Records drawn from a dataset
━━━━━━━━━━━━━━━━━━━━
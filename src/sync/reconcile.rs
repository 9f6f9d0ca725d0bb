//! Reconciliation module.
//!
//! This module merges the entries computed from the cache with the
//! folders currently visible upstream, producing the execution list
//! of one request.

use log::trace;
use std::collections::HashSet;

use super::{ExecutionList, FolderEntry, Instruction, LeaseCheck, Result};

/// Builds the execution list.
///
/// Given the cache entries × the live folders, checks every 2² = 4
/// possibilities:
///
/// - 00: nothing to do
/// - 01: the folder is new, it needs an initial insert if the lease
///   is held, otherwise it is served from the (empty) cache
/// - 10: the folder disappeared upstream, its cache is deleted
/// - 11: the cache entry is kept as it is
///
/// Finally, updates of folders outside the requested scope are
/// dropped: only folders actually read are refetched, while first
/// loads and deletions always happen.
pub fn build_execution_list<'a, I, R, L>(
    mut persisted: ExecutionList,
    live: impl IntoIterator<Item = &'a str>,
    requested: &HashSet<R>,
    refresh_interval: I,
    lease: &mut L,
) -> Result<ExecutionList>
where
    I: Fn(&str) -> i64,
    R: std::borrow::Borrow<str> + Eq + std::hash::Hash,
    L: LeaseCheck + ?Sized,
{
    let mut list = ExecutionList::default();

    for folder_id in live {
        match persisted.remove(folder_id) {
            // 11
            Some(entry) => {
                list.insert(entry);
            }
            // 01
            None => {
                let instruction = if lease.is_held()? {
                    Instruction::InitialInsert
                } else {
                    Instruction::ReadDb
                };
                trace!("new folder {folder_id} classified as {instruction}");
                list.insert(
                    FolderEntry::new(folder_id, instruction)
                        .refresh_interval(refresh_interval(folder_id)),
                );
            }
        }
    }

    // 10
    for entry in persisted {
        trace!("folder {} disappeared upstream", entry.folder_id);
        list.insert(entry.with_instruction(Instruction::Delete));
    }

    list.retain(|entry| {
        entry.instruction != Instruction::Update || requested.contains(entry.folder_id.as_str())
    });

    Ok(list)
}

#[cfg(test)]
mod reconciliation {
    use std::collections::HashSet;

    use super::super::{ExecutionList, FolderEntry, Instruction};

    fn build(
        persisted: &[(&str, Instruction)],
        live: &[&str],
        requested: &[&str],
        mut lease: bool,
    ) -> ExecutionList {
        let persisted = persisted
            .iter()
            .map(|(id, instruction)| FolderEntry::new(id, *instruction).last_update(Some(1)))
            .collect();
        let requested: HashSet<&str> = requested.iter().copied().collect();

        super::build_execution_list(
            persisted,
            live.iter().copied(),
            &requested,
            |_| 60,
            &mut lease,
        )
        .unwrap()
    }

    #[test]
    fn new_account() {
        let list = build(&[], &["f1", "f2"], &["f1", "f2"], true);
        assert_eq!(list.len(), 2);
        assert_eq!(list.instruction("f1"), Some(Instruction::InitialInsert));
        assert_eq!(list.instruction("f2"), Some(Instruction::InitialInsert));
        assert_eq!(list["f1"].refresh_interval, 60);
        assert_eq!(list["f1"].last_update, None);

        let list = build(&[], &["f1", "f2"], &["f1", "f2"], false);
        assert_eq!(list.count(Instruction::ReadDb), 2);
    }

    #[test]
    fn fresh_folder_is_kept() {
        let list = build(&[("f1", Instruction::ReadDb)], &["f1"], &["f1"], true);
        assert_eq!(
            list,
            ExecutionList::from_iter([
                FolderEntry::new("f1", Instruction::ReadDb).last_update(Some(1))
            ])
        );
    }

    #[test]
    fn update_outside_requested_scope_is_dropped() {
        let list = build(
            &[("f1", Instruction::Update), ("f2", Instruction::ReadDb)],
            &["f1", "f2"],
            &["f2"],
            true,
        );
        assert_eq!(list.len(), 1);
        assert_eq!(list.instruction("f1"), None);
        assert_eq!(list.instruction("f2"), Some(Instruction::ReadDb));
    }

    #[test]
    fn update_inside_requested_scope_is_kept() {
        let list = build(&[("f1", Instruction::Update)], &["f1"], &["f1"], true);
        assert_eq!(list.instruction("f1"), Some(Instruction::Update));
    }

    #[test]
    fn other_instructions_ignore_requested_scope() {
        let list = build(
            &[("f1", Instruction::InitialInsert), ("gone", Instruction::Update)],
            &["f1", "f3"],
            &[],
            true,
        );
        assert_eq!(list.instruction("f1"), Some(Instruction::InitialInsert));
        assert_eq!(list.instruction("f3"), Some(Instruction::InitialInsert));
        assert_eq!(list.instruction("gone"), Some(Instruction::Delete));
    }

    #[test]
    fn vanished_folders_are_deleted() {
        let list = build(
            &[("f1", Instruction::ReadDb), ("f2", Instruction::Update)],
            &[],
            &["f1", "f2"],
            false,
        );
        assert_eq!(list.len(), 2);
        assert_eq!(list.count(Instruction::Delete), 2);
        // diagnostics are preserved
        assert_eq!(list["f2"].last_update, Some(1));
        assert_eq!(list["f2"].refresh_interval, 0);
    }
}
━━━━━━━━━━━━━━━━━━━━
What to do: For each line in the records that contains the word "entries", make a copy.

Finished exercise:
//! This module merges the entries computed from the cache with the
/// Given the cache entries × the live folders, checks every 2² = 4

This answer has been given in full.